__What is required__. When you reach the line containing "self.fraction_of_planet(self.lifetime.wind)" in the entries below, begin reproducing lines exactly, and stop once the line containing "fn fraction_of_planet(&self, loss: Mass)" is done.

__Saved data entries__.
══════

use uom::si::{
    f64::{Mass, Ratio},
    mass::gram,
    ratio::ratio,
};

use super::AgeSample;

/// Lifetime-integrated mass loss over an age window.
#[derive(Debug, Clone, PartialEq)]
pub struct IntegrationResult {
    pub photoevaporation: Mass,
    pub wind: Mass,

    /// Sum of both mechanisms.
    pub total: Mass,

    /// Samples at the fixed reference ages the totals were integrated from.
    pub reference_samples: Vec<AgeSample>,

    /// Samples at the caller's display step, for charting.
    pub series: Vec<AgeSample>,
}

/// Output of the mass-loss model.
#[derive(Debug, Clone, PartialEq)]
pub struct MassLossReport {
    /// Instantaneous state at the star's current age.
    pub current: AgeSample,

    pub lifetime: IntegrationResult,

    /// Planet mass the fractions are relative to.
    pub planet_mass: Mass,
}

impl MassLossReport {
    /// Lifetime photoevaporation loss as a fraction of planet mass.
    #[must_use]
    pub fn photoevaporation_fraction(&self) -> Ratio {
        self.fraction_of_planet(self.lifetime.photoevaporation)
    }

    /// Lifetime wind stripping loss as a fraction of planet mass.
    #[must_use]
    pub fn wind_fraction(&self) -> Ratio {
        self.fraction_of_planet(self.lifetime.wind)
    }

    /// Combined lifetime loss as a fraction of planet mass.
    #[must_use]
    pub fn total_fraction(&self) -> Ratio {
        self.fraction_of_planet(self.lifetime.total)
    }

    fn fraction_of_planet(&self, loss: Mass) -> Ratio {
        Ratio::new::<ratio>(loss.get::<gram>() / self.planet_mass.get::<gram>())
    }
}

══════

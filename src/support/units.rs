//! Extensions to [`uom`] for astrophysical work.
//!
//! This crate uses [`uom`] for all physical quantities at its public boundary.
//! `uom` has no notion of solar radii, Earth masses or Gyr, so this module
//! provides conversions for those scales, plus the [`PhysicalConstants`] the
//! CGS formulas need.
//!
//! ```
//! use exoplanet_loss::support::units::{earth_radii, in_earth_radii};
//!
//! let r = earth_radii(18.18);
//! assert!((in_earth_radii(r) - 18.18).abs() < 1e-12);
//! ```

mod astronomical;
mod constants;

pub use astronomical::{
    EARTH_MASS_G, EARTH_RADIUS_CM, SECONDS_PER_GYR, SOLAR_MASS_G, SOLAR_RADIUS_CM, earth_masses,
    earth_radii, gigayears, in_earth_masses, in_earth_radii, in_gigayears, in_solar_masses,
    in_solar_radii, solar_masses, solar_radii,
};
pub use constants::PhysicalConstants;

══════

__Solution for this task__.
        self.fraction_of_planet(self.lifetime.wind)
    }

    /// Combined lifetime loss as a fraction of planet mass.
    #[must_use]
    pub fn total_fraction(&self) -> Ratio {
        self.fraction_of_planet(self.lifetime.total)
    }

    fn fraction_of_planet(&self, loss: Mass) -> Ratio {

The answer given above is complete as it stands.